▶ **WHAT YOU HAVE TO DO**:
Set down the listing below verbatim, but only from its first line through the line containing "use std::fmt;".

▶ **EXCERPTED RECORDS**:
▼

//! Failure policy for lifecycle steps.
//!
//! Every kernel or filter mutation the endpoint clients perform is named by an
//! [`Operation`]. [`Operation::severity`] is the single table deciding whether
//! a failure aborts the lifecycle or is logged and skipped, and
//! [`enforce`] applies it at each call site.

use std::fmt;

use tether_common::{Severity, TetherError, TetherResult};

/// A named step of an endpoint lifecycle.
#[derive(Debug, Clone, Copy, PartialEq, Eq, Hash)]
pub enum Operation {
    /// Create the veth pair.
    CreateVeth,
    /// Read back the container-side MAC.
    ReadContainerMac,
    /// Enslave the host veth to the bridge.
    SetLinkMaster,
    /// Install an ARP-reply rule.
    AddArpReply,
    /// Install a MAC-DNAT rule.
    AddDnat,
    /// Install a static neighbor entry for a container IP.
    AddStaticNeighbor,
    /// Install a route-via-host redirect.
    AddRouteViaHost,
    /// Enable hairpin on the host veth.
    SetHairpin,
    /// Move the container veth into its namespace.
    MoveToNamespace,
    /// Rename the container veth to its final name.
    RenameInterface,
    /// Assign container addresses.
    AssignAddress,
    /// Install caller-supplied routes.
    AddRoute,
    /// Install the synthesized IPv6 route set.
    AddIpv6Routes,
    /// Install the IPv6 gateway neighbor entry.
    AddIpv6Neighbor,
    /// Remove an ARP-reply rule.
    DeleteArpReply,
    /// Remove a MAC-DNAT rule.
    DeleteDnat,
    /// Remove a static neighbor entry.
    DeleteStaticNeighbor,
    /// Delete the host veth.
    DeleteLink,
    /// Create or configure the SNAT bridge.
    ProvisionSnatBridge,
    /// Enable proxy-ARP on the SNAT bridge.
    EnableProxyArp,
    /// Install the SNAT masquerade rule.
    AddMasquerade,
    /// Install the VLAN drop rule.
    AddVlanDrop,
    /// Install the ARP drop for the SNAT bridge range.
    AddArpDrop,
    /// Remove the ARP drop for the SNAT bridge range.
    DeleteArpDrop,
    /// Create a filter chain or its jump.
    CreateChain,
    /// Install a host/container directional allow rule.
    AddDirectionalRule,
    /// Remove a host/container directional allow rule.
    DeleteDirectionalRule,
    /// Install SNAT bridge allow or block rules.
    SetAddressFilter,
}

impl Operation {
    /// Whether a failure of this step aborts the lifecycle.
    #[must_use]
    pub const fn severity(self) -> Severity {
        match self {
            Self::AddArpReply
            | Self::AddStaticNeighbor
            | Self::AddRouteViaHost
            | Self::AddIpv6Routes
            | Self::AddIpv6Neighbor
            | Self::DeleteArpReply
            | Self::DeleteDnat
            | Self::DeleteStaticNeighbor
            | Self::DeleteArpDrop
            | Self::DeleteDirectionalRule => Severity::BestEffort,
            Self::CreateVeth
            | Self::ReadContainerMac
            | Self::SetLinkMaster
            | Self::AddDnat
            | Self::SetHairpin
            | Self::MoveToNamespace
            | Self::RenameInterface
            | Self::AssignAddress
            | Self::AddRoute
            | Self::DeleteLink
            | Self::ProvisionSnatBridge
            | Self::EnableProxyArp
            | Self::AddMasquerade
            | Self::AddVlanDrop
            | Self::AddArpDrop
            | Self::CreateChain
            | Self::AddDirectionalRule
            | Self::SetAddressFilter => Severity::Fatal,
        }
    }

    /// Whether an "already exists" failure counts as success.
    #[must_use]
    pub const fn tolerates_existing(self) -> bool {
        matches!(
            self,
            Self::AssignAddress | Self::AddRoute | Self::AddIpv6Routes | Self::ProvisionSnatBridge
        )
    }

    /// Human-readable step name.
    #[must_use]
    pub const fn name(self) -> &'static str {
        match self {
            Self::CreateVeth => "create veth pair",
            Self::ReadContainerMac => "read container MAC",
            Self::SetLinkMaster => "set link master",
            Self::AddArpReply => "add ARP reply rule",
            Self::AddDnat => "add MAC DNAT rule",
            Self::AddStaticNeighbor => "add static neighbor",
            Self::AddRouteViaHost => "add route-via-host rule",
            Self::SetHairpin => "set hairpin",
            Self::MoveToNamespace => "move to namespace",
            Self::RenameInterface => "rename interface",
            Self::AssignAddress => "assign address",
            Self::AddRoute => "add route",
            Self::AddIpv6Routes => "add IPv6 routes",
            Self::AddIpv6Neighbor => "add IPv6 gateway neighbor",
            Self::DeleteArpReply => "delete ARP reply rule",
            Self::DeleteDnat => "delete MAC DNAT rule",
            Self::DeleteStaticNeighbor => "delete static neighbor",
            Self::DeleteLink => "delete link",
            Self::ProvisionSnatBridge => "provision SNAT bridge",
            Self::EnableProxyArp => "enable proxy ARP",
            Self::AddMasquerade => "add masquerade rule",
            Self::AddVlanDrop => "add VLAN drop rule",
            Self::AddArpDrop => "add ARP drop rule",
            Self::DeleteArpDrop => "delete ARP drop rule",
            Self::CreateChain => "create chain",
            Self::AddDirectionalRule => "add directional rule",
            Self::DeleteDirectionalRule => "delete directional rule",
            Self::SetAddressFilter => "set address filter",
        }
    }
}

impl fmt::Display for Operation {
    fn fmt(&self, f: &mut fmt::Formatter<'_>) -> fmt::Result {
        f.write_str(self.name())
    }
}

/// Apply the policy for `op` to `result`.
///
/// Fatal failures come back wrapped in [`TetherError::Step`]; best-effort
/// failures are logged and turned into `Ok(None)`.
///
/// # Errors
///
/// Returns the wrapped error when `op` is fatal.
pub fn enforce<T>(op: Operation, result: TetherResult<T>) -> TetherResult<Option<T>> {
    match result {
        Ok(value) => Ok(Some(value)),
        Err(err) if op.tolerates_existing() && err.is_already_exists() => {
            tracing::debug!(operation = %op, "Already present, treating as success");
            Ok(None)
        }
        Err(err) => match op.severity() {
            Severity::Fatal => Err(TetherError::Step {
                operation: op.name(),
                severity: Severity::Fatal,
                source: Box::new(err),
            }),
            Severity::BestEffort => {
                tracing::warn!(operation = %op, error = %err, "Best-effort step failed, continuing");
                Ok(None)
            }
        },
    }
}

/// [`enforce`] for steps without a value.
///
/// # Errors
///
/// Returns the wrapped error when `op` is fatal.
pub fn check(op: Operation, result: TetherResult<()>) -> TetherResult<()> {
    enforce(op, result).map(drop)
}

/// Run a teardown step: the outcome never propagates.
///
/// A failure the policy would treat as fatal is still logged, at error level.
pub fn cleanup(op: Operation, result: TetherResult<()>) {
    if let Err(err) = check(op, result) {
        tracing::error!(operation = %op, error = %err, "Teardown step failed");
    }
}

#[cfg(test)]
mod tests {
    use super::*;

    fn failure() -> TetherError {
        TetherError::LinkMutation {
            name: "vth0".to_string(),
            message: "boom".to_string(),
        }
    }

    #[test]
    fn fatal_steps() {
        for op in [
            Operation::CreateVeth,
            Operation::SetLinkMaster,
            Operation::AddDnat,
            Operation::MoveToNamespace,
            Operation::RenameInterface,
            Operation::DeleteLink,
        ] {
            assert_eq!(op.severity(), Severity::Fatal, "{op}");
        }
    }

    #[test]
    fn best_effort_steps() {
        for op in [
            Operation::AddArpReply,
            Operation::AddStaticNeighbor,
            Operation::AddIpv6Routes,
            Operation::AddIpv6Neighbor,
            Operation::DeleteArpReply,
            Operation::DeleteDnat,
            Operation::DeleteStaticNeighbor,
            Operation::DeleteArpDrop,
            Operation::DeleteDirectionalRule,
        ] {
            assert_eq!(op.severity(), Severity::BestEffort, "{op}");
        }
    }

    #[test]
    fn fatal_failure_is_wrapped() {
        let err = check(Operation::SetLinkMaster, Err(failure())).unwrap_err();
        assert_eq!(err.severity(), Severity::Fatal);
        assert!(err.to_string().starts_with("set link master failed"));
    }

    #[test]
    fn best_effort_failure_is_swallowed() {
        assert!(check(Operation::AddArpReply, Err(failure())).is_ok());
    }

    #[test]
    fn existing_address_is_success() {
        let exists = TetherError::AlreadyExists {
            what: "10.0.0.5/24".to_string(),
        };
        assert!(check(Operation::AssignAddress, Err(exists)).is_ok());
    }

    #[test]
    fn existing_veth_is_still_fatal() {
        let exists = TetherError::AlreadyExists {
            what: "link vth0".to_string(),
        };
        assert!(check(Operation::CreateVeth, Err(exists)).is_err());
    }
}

▲

▶ **REPLY**:
//! Failure policy for lifecycle steps.
//!
//! Every kernel or filter mutation the endpoint clients perform is named by an
//! [`Operation`]. [`Operation::severity`] is the single table deciding whether
//! a failure aborts the lifecycle or is logged and skipped, and
//! [`enforce`] applies it at each call site.

use std::fmt;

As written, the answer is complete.